The difference is marked. In L-TAP only 18% (green) were treated successfully, compared to 85% using ACCEPT. ACCEPT is an acronym for A Cholesterol Clinic in Every Practice. With over 40 million high risk Americans eligible for treatment, the only way to treat such a large number to target goals is to empower all adult medical practices to become basic cholesterol clinics by educating physicians and providing them with a practical, MD-friendly, cost-effective management system.
Optimal Lipid Therapy is the Cornerstone of Cardiovascular Disease Prevention

While physicians need to address all modifiable risk factors and use evidence-based therapies to treat high risk patients to recommended goals, optimal lipid therapy is the cornerstone of heart attack and stroke prevention. No other treatment can match the large volume of scientific data from placebo-controlled lipid clinical trials. Analysis of the STENO-2 showed that lipid therapy accounted for more than 70% of the cardiovascular risk reduction.
Whereas many clinical trials confirmed that lower LDL cholesterol is better, not so with diabetes and blood pressure. Recent ACCORD trial showed that intensive diabetic (HbA1c <6) and blood pressure (systolic pressure <120) treatment goals were associated with worse, not better, patient outcomes. For LDL cholesterol, less than 100 is optimal but less than 70 is even better for high risk patients.

The Number Needed to Treat for 5 years (NNT5) to prevent one serious event gives an indication of both potency and cost effectiveness of different preventive therapies. No other treatment comes close to statin therapy.
For secondary prevention, the NNT5 is as low as 10 patients with CHD and diabetes in the 4S trial.
For primary prevention, NNT5 is 48 in the WOSCOP study, 20 in the JUPITER trial.

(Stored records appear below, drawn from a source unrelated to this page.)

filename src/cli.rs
//! Command-line interface definitions.
//!
//! Defines all CLI arguments and subcommands using clap.

use clap::{Parser, Subcommand};
use std::path::PathBuf;

/// Category and tag page generator for a link-directory site
#[derive(Parser, Debug, Clone)]
#[command(version, about, long_about = None, arg_required_else_help = true)]
pub struct Cli {
    /// Project root directory (default: current directory)
    #[arg(short, long)]
    pub root: Option<PathBuf>,

    /// Config file name (default: linkpages.toml)
    #[arg(short = 'C', long, default_value = "linkpages.toml")]
    pub config: PathBuf,

    /// subcommands
    #[command(subcommand)]
    pub command: Commands,
}

/// Available subcommands
#[derive(Subcommand, Debug, Clone)]
pub enum Commands {
    /// Query content and register every category and tag page
    Build {
        /// Documents query response (relative to project root)
        #[arg(long)]
        documents: Option<PathBuf>,

        /// Links query response (relative to project root)
        #[arg(long)]
        links: Option<PathBuf>,

        /// Output directory for the page manifest (relative to project root)
        #[arg(short, long)]
        output: Option<PathBuf>,
    },

    /// Print the schema type definitions the site declares
    Schema,
}
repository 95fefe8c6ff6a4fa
//! Configuration error types.

use std::path::PathBuf;
use thiserror::Error;

/// Configuration-related errors
#[derive(Debug, Error)]
pub enum ConfigError {
    #[error("IO error when reading `{0}`")]
    Io(PathBuf, #[source] std::io::Error),

    #[error("Config file parsing error")]
    Toml(#[from] toml::de::Error),

    #[error("Config validation error: {0}")]
    Validation(String),
}
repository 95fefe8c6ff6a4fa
//! Content consumed from the host framework.
//!
//! # Hooks
//!
//! ```text
//! node indexing ──► node::on_create_node    (slug field on Markdown nodes)
//! schema build  ──► schema::schema_customization (optional `image` column)
//! page build    ──► source::QuerySource     (documents + links queries)
//! ```

pub mod node;
pub mod query;
pub mod schema;
pub mod source;
mod types;

pub use query::QueryError;
pub use source::{JsonQuerySource, QuerySource};
pub use types::{Document, Frontmatter, LinkRecord};
//! `[output]` section configuration.

use super::defaults;
use educe::Educe;
use serde::{Deserialize, Serialize};
use std::path::PathBuf;

/// `[output]` section in linkpages.toml - where registrations go.
///
/// # Example
/// ```toml
/// [output]
/// dir = "public"
/// tags_prefix = "/tags/"
/// ```
#[derive(Debug, Clone, Educe, Serialize, Deserialize)]
#[educe(Default)]
#[serde(deny_unknown_fields)]
pub struct OutputConfig {
    /// Directory receiving `pages.json` and `schema.graphql`.
    #[serde(default = "defaults::output::dir")]
    #[educe(Default = defaults::output::dir())]
    pub dir: PathBuf,

    /// Path prefix of tag pages. Must start and end with `/`.
    #[serde(default = "defaults::output::tags_prefix")]
    #[educe(Default = defaults::output::tags_prefix())]
    pub tags_prefix: String,
}

#[cfg(test)]
mod tests {
    use super::super::SiteConfig;
    use std::path::PathBuf;

    #[test]
    fn test_output_config() {
        let config = r#"
            [output]
            dir = "build"
            tags_prefix = "/topics/"
        "#;
        let config: SiteConfig = toml::from_str(config).unwrap();

        assert_eq!(config.output.dir, PathBuf::from("build"));
        assert_eq!(config.output.tags_prefix, "/topics/");
    }

    #[test]
    fn test_output_defaults() {
        let config = SiteConfig::default();
        assert_eq!(config.output.dir, PathBuf::from("public"));
        assert_eq!(config.output.tags_prefix, "/tags/");
    }
}
//! linkpages - category and tag page generation for a link-directory site.

mod build;
mod cli;
mod config;
mod data;
mod logger;
mod pages;
mod utils;

use anyhow::{Result, bail};
use build::build_site;
use clap::Parser;
use cli::{Cli, Commands};
use config::SiteConfig;
use data::schema::{schema_customization, to_sdl};

#[tokio::main(flavor = "current_thread")]
async fn main() -> Result<()> {
    let cli = Cli::parse();

    match &cli.command {
        Commands::Build { .. } => {
            let config = load_config(&cli)?;
            if config.config_path.exists() {
                log!("config"; "loaded {}", config.config_path.display());
            } else {
                log!("config"; "no config file, using defaults under {}", config.root.display());
            }

            let summary = build_site(&config).await?;
            log!(
                "build";
                "done: {} documents and {} links",
                summary.documents, summary.links
            );
            Ok(())
        }
        Commands::Schema => {
            print!("{}", to_sdl(&schema_customization()));
            Ok(())
        }
    }
}

/// Load and validate configuration from CLI arguments
fn load_config(cli: &Cli) -> Result<SiteConfig> {
    let root = cli.root.clone().unwrap_or_else(|| "./".into());
    let config_path = root.join(&cli.config);

    let mut config = if config_path.exists() {
        SiteConfig::from_path(&config_path)?
    } else if cli.config.as_os_str() != "linkpages.toml" {
        bail!("Config file not found: {}", config_path.display());
    } else {
        SiteConfig::default()
    };
    config.update_with_cli(cli);
    config.validate()?;

    Ok(config)
}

For moderate hypertension, NNT5 is 128.
For annual mammography, NNT14 to prevent one death from breast cancer (14 years, not 5 years) varies from 1,592 to 1,792.

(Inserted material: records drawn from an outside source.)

//! Content types consumed from the host's query results.
//!
//! Every field the host may omit is optional here: a missing value reaches
//! the page context as `null` instead of aborting the build.

use serde::{Deserialize, Serialize};
use serde_json::{Map, Value};

/// A category document: one Markdown file with front-matter.
#[derive(Debug, Clone, Default, PartialEq, Serialize)]
pub struct Document {
    /// Front-matter block, passed to the category page untouched.
    pub frontmatter: Frontmatter,

    /// URL slug derived from the file path (e.g. "/web-dev/").
    pub slug: String,

    /// Rendered HTML body.
    pub html: Option<String>,
}

/// Front-matter of a category document.
///
/// `title`, `intro` and `image` are the fields the templates query. Any
/// other key is kept in `extra` so the page context receives the full block.
#[derive(Debug, Clone, Default, PartialEq, Serialize, Deserialize)]
pub struct Frontmatter {
    #[serde(default)]
    pub title: Option<String>,

    #[serde(default)]
    pub intro: Option<String>,

    #[serde(default)]
    pub image: Option<ImageVariants>,

    #[serde(flatten)]
    pub extra: Map<String, Value>,
}

/// Pre-rendered sizes of a document's cover image.
#[derive(Debug, Clone, Default, PartialEq, Serialize, Deserialize)]
#[serde(rename_all = "camelCase")]
pub struct ImageVariants {
    /// Social card variant.
    #[serde(default)]
    pub twitter_card: Option<FixedImage>,

    /// Full-width banner variant (1600px).
    #[serde(default)]
    pub banner: Option<FixedImage>,
}

/// A fixed-size image produced by the image pipeline.
#[derive(Debug, Clone, Default, PartialEq, Serialize, Deserialize)]
pub struct FixedImage {
    #[serde(default)]
    pub fixed: Option<ImageSource>,
}

#[derive(Debug, Clone, Default, PartialEq, Serialize, Deserialize)]
pub struct ImageSource {
    #[serde(default)]
    pub src: Option<String>,
}

/// A link from the dataset.
///
/// Set-valued fields keep the dataset's order; membership is what matters.
#[derive(Debug, Clone, Default, PartialEq, Serialize, Deserialize)]
pub struct LinkRecord {
    #[serde(default, deserialize_with = "null_as_empty")]
    pub categories: Vec<String>,

    #[serde(default, deserialize_with = "null_as_empty")]
    pub countries: Vec<String>,

    #[serde(default)]
    pub description: Option<String>,

    #[serde(default, deserialize_with = "null_as_false")]
    pub featured: bool,

    #[serde(default, deserialize_with = "null_as_empty")]
    pub tags: Vec<String>,

    #[serde(default)]
    pub title: Option<String>,

    #[serde(default)]
    pub url: Option<String>,

    /// Declared by the schema hook so records without an image still resolve.
    #[serde(default)]
    pub image: Option<String>,
}

impl LinkRecord {
    /// Whether this link is listed under the given category slug.
    pub fn in_category(&self, category: &str) -> bool {
        self.categories.iter().any(|c| c == category)
    }

    /// Whether this link carries the given tag (case-sensitive).
    pub fn has_tag(&self, tag: &str) -> bool {
        self.tags.iter().any(|t| t == tag)
    }
}

/// Spreadsheet cells come back as `null` when empty.
fn null_as_empty<'de, D>(deserializer: D) -> Result<Vec<String>, D::Error>
where
    D: serde::Deserializer<'de>,
{
    Ok(Option::<Vec<String>>::deserialize(deserializer)?.unwrap_or_default())
}

fn null_as_false<'de, D>(deserializer: D) -> Result<bool, D::Error>
where
    D: serde::Deserializer<'de>,
{
    Ok(Option::<bool>::deserialize(deserializer)?.unwrap_or_default())
}
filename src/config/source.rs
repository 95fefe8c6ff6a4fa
//! `[source]` section configuration.
//!
//! Locates the exported query responses and controls how they are read.

use super::defaults;
use educe::Educe;
use serde::{Deserialize, Serialize};
use std::path::PathBuf;

/// `[source]` section in linkpages.toml - upstream query results.
///
/// # Example
/// ```toml
/// [source]
/// documents = "data/documents.json"
/// links = "data/links.json"
/// status = "Completed"
/// base_path = "pages"
/// ```
#[derive(Debug, Clone, Educe, Serialize, Deserialize)]
#[educe(Default)]
#[serde(deny_unknown_fields)]
pub struct SourceConfig {
    /// Response of the category documents query.
    #[serde(default = "defaults::source::documents")]
    #[educe(Default = defaults::source::documents())]
    pub documents: PathBuf,

    /// Response of the dataset links query.
    #[serde(default = "defaults::source::links")]
    #[educe(Default = defaults::source::links())]
    pub links: PathBuf,

    /// Only dataset rows with this status are published.
    #[serde(default = "defaults::source::status")]
    #[educe(Default = defaults::source::status())]
    pub status: String,

    /// Content directory prefix stripped when deriving document slugs.
    #[serde(default = "defaults::source::base_path")]
    #[educe(Default = defaults::source::base_path())]
    pub base_path: String,
}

Some may disagree about the exact NNT5 numbers (12 or 15, not 10) but no one will contest the potency, safety and cost effectiveness of statin therapy in patients at risk. Simvastatin is now generic; atorvastatin will be soon. A thirty day supply of simvastatin 40 mg costs $3.50 - that's 11 cents a pill, instead of $2.50 to $3.50 per pill before the generic version became available.